══ Supplied entries

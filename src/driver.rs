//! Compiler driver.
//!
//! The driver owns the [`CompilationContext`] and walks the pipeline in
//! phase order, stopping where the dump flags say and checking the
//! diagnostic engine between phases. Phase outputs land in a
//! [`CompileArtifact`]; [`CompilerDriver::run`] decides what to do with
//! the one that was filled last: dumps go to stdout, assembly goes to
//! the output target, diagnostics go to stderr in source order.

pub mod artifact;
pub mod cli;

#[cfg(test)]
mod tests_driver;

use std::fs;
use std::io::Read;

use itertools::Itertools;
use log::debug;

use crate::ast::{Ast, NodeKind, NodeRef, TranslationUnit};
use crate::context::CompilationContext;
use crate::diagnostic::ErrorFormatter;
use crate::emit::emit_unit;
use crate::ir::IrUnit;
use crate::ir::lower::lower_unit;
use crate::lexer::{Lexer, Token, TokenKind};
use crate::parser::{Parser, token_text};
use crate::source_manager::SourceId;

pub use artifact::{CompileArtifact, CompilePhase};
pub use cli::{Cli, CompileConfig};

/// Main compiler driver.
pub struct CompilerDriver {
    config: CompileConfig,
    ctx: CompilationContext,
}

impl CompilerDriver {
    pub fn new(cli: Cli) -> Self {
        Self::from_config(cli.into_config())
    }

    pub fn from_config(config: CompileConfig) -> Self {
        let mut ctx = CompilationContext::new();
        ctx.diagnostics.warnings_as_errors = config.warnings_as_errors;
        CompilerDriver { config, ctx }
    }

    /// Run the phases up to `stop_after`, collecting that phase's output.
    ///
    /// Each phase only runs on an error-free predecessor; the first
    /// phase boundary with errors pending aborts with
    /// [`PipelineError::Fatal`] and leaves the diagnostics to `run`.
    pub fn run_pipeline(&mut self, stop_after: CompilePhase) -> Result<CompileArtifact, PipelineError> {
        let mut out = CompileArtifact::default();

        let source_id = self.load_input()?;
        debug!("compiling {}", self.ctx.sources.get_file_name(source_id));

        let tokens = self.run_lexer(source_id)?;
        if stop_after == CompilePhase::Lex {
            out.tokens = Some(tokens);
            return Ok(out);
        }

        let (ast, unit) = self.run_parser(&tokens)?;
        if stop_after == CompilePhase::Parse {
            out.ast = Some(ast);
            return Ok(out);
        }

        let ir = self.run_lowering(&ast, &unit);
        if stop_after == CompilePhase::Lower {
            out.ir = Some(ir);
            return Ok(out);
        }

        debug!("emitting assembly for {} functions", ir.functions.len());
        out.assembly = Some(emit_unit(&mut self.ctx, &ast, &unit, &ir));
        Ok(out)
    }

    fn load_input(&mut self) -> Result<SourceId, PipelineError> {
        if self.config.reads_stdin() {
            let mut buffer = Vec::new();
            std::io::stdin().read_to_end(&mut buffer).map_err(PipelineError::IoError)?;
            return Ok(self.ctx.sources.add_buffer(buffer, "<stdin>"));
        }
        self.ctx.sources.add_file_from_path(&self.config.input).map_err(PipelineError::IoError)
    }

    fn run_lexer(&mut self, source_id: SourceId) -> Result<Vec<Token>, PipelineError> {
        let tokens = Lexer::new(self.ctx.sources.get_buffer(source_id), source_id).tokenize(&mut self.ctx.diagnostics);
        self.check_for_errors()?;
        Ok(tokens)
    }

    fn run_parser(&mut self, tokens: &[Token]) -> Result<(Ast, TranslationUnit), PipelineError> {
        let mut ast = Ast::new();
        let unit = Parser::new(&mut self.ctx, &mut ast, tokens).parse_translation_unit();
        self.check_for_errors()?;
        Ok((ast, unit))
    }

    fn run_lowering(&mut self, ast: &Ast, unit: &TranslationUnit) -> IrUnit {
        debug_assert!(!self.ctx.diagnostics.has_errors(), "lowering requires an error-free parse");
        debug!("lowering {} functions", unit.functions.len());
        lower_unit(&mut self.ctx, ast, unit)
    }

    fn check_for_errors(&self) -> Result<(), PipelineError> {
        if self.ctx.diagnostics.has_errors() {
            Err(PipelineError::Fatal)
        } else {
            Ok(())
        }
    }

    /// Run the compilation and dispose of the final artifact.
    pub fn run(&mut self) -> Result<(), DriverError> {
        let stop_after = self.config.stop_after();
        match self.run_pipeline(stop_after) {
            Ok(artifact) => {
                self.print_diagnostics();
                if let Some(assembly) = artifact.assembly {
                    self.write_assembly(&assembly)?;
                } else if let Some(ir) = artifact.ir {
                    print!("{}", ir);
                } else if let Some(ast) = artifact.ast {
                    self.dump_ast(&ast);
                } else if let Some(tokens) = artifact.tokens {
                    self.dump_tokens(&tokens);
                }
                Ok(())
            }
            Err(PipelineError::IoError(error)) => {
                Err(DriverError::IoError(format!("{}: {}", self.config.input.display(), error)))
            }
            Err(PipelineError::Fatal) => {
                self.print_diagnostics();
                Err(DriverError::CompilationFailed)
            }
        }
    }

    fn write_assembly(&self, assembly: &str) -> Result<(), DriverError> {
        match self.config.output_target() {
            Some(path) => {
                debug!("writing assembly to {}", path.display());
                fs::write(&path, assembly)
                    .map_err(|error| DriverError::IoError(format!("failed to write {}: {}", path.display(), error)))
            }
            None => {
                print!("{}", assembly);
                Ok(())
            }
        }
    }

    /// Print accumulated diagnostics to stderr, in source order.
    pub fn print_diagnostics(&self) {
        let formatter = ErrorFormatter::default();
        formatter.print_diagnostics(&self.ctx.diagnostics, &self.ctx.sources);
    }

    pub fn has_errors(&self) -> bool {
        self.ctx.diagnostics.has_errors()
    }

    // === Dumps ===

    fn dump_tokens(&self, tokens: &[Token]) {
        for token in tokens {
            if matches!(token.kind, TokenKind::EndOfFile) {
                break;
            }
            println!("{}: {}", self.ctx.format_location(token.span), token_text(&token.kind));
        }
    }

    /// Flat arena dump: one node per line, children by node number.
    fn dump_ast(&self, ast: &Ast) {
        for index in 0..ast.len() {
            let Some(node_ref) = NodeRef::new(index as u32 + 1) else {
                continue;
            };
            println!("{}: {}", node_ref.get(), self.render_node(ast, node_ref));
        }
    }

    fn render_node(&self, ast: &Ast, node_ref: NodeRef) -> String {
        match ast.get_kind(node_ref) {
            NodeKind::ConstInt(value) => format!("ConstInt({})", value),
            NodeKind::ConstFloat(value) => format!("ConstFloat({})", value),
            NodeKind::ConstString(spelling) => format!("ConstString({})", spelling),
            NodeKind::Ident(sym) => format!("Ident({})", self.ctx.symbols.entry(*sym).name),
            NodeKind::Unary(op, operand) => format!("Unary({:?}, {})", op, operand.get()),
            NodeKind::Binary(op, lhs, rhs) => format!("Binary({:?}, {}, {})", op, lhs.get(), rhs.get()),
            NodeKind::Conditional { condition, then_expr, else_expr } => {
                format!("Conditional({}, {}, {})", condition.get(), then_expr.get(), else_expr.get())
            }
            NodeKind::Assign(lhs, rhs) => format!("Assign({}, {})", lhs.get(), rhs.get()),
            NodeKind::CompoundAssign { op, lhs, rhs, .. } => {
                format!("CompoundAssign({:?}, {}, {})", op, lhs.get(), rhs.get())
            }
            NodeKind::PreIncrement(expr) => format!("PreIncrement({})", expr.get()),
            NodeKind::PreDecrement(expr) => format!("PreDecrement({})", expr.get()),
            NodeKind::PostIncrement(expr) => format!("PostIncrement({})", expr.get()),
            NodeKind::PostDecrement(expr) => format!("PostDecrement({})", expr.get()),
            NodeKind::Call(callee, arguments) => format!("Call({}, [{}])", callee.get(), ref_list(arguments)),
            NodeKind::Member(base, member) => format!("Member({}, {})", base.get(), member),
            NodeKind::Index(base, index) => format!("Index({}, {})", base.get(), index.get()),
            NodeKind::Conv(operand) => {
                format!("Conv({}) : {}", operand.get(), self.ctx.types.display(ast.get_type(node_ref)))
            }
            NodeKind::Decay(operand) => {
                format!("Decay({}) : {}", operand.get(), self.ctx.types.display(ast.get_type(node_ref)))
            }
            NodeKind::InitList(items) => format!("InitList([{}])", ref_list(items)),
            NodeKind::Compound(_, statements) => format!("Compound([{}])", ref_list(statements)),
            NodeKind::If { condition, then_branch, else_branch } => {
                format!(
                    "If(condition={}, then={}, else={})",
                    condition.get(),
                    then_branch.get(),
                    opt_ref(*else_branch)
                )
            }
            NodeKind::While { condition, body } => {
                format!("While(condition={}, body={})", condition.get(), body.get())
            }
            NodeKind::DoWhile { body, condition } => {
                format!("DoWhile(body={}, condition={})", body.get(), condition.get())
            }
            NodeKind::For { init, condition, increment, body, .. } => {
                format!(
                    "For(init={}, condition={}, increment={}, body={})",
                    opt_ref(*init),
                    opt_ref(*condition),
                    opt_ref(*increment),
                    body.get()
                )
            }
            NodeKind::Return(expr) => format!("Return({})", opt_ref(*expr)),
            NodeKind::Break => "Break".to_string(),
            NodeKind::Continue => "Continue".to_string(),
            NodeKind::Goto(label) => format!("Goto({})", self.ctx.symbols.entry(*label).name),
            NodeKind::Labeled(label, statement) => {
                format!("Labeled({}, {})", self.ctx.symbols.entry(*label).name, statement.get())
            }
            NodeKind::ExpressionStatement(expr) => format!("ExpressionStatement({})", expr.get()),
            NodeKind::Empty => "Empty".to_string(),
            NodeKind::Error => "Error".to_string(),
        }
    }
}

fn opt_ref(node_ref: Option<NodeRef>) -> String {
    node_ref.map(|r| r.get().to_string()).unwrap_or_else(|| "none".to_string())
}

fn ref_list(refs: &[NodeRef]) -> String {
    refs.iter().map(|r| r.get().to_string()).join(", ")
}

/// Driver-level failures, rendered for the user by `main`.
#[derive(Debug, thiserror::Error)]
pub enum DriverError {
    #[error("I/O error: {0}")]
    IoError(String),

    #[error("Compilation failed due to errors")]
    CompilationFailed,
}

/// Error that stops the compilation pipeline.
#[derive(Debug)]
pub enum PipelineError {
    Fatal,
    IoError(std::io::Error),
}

════
══ Supplied entries

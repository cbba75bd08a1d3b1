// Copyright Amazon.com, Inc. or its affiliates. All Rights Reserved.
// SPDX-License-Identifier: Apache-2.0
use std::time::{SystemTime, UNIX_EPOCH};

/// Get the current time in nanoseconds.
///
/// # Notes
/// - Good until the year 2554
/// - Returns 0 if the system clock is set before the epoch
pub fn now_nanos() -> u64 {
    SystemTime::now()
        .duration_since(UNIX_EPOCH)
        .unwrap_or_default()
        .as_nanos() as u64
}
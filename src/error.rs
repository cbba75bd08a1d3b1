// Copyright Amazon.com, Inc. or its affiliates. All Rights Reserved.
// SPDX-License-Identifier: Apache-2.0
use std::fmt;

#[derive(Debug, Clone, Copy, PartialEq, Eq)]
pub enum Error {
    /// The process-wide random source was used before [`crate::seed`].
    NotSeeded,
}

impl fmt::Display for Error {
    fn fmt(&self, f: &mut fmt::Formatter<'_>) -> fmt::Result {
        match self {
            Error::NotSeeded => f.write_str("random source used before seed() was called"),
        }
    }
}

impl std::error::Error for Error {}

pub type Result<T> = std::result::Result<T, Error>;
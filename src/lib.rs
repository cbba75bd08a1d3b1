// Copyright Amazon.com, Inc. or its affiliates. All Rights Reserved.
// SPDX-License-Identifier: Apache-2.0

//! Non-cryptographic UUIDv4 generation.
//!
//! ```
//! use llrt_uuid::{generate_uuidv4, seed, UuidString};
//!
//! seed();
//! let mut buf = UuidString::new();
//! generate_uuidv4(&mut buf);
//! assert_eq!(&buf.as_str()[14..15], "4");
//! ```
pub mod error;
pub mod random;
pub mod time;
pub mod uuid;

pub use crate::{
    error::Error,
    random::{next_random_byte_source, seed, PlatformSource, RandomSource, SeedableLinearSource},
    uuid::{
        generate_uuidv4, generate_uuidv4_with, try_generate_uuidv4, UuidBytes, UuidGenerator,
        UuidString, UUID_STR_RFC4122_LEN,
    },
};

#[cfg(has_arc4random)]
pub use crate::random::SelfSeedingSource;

════

Given the data above, transcribe exactly the lines from the one containing "filename src/driver.rs" down to the one containing "use log::debug;", and no others.

filename src/driver.rs
//! Compiler driver.
//!
//! The driver owns the [`CompilationContext`] and walks the pipeline in
//! phase order, stopping where the dump flags say and checking the
//! diagnostic engine between phases. Phase outputs land in a
//! [`CompileArtifact`]; [`CompilerDriver::run`] decides what to do with
//! the one that was filled last: dumps go to stdout, assembly goes to
//! the output target, diagnostics go to stderr in source order.

pub mod artifact;
pub mod cli;

#[cfg(test)]
mod tests_driver;

use std::fs;
use std::io::Read;

use itertools::Itertools;
use log::debug;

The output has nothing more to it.